Making Your Wine Brand Stand Out

BevMo wine executive discusses current market trends, private label growth

by Andrew Adams
Bob Paulinski, senior vice president of wine at BevMo, says the average grocery store’s wine selection today is similar to that found at a wine specialty shop 20 years ago.

Santa Rosa, Calif.—For most consumers, wine really isn’t that special; it’s up to producers to make it special.

That message may be hard to swallow for a crowd of winemakers and marketers who have dedicated their lives to wine, but Bob Paulinski, a master of wine and retailer BevMo’s senior vice president for wine, said it’s something everyone in the industry needs to appreciate.

Paulinski was the 19th North American to pass the Master of Wine examination and joined BevMo in 2013 to manage its 155 stores. His career at BevMo followed five years as category director of wine, spirits and beer for Bi-Lo Holdings, which operates more than 1,000 grocery stores in the southwestern United States.

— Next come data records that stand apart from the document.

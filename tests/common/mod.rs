#![allow(dead_code)]

use std::sync::{Arc, Mutex};

use budget_tracking::{
    config::{Config, ConfigManager},
    core::services::{
        CategoryInput, CategoryService, DashboardService, ExpenseService, GroupInput, GroupService,
        IncomeService,
    },
    domain::{CurrencyCode, Money},
    storage::{JsonStore, MemoryStore},
};
use once_cell::sync::Lazy;
use tempfile::TempDir;

/// Holds TempDir guards so temporary folders live for the duration of the test run.
static TEST_DIRS: Lazy<Mutex<Vec<TempDir>>> = Lazy::new(|| Mutex::new(Vec::new()));

pub struct Services {
    pub groups: GroupService,
    pub categories: CategoryService,
    pub expenses: ExpenseService,
    pub incomes: IncomeService,
    pub dashboard: DashboardService,
}

pub fn services_over<S>(store: Arc<S>) -> Services
where
    S: budget_tracking::storage::SnapshotStore + 'static,
{
    let currency = CurrencyCode::default();
    Services {
        groups: GroupService::new(store.clone()),
        categories: CategoryService::new(store.clone(), store.clone(), currency.clone()),
        expenses: ExpenseService::new(store.clone(), store.clone(), currency.clone()),
        incomes: IncomeService::new(store.clone(), currency.clone()),
        dashboard: DashboardService::new(store.clone(), store.clone(), store, currency),
    }
}

pub fn memory_env() -> (Arc<MemoryStore>, Services) {
    let store = Arc::new(MemoryStore::new());
    let services = services_over(store.clone());
    (store, services)
}

/// Creates a config manager and JSON store rooted in a unique directory.
pub fn json_env() -> (ConfigManager, Config) {
    let temp = TempDir::new().expect("create temp dir");
    let base = temp.path().to_path_buf();
    TEST_DIRS.lock().expect("lock temp dir registry").push(temp);

    let manager = ConfigManager::with_base_dir(base.clone()).expect("create config manager");
    let config = Config {
        data_dir: Some(base.join("data")),
        backup_retention: 3,
        ..Config::default()
    };
    manager.save(&config).expect("save config");
    (manager, config)
}

pub fn open_store(config: &Config) -> Arc<JsonStore> {
    Arc::new(JsonStore::from_config(config).expect("open json store"))
}

pub fn usd(cents: i64) -> Money {
    Money::new(cents, &CurrencyCode::default())
}

pub fn group_input(name: &str, order: i64) -> GroupInput {
    GroupInput {
        name: name.into(),
        description: String::new(),
        order,
    }
}

pub fn category_input(
    name: &str,
    recurrent: bool,
    start: &str,
    end: Option<&str>,
    budget_cents: i64,
) -> CategoryInput {
    CategoryInput {
        name: name.into(),
        description: String::new(),
        is_recurrent: recurrent,
        start_month: start.into(),
        end_month: end.map(String::from),
        budget_cents,
    }
}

The executive started in wine after opening his own retail shop in Michigan in 1986, a sales channel he described as “becoming more and more of a rarity.” Paulinski discussed the current wine market during an event hosted by French wine closure producer DIAM and its U.S. distributor G3.

Get specific to elicit a purchase

Consumers today can pick and choose from a sea of wine brands that are accessible online or at the local grocery store. The average store now offers a selection of wine, both domestic and imported, that’s comparable to what the average wine specialty shop would have had 10 or 20 years ago. Despite all those brands, wine can still trigger an emotional response, and that’s something a winery can leverage to create a successful brand. “I would look at that as something as very valuable but not unique,” Paulinski said.

He mentioned the new brand “Reckless Love” produced by Rebel Coast Winery, a Southern California-based virtual winery that also produces the wine brand “Sunday Funday.” Paulinski said the company has found success targeting younger consumers. The winery's marketing includes a handlebar mustache logo, nubile models in bikinis and slogans like: “Don’t let tonight be a waste of makeup.”

It’s that type of niche marketing that resonates with a specific audience and provides a path to wine sales, Paulinski said. Taking a “commodity approach” is not so successful. Craft beer and spirits continue to rival wine sales, and Paulinski said that’s because they both have been more innovative with focused marketing. He compared red-hot craft beer to the largely stagnant big beer brands. “Who’s hurting are those that are taking more of a commodity approach.”

Spirits producers enjoy tremendous brand loyalty, while craft beer consumers are always seeking something new. Paulinski said wine falls between the two extremes. On one hand there’s the trendy “Fifty Shades of Grey” wine, and on the other there’s Kendall Jackson Vintner’s Reserve Chardonnay, a staple on U.S. retail shelves for more than 30 years. “The thing I can’t stress enough is the wine market is not homogenous; what works for some won’t work for others,” Paulinski said.

To stand out in an ultra-fragmented market against the thousands of other brands in the “very evolved wine sets” of grocery and chain stores, Paulinski said a brand needs to be compelling. The wine either must have some legacy and unique quality or be highly targeted. “You get to the point where if you don’t have a compelling story or some reason to be relevant, you’re on the outside looking in,” he said.

Growth of private brands

The other major change in the retail segment has been the growth of private labels, which used to be mostly low-price knock offs. “That is really the case now.”

Instead, private labels are either retailer-controlled brands that appear to the consumer as independent brands or brand exclusives. These exclusives carry the labels of known producers but are brands or varietals produced solely for the retailers. “It brings a lot of credibility to the brand right out of the gate,” Paulinski said.

When asked about BevMo’s private label program, Paulinski said he thought they accounted for about a third of all the chain’s wine SKUs. He added that the purely private labels have been pared back, while the brand exclusive projects are growing, and he wouldn’t be surprised if the U.S. market comes to resemble the U.K., which is dominated by private labels.

Still, Paulinski said there would always be room for prestige brands, especially in the higher price categories. When consumers are buying wine at high prices, they need to feel confident that the quality will match the cost. “It’s the very foundation of the business, but I don’t think it’s the growth of the business.”

(Editor's Note: This story was updated on June 9 to clarify Bob Paulinski's comments on Rebel Coast Winery's marketing tactics.)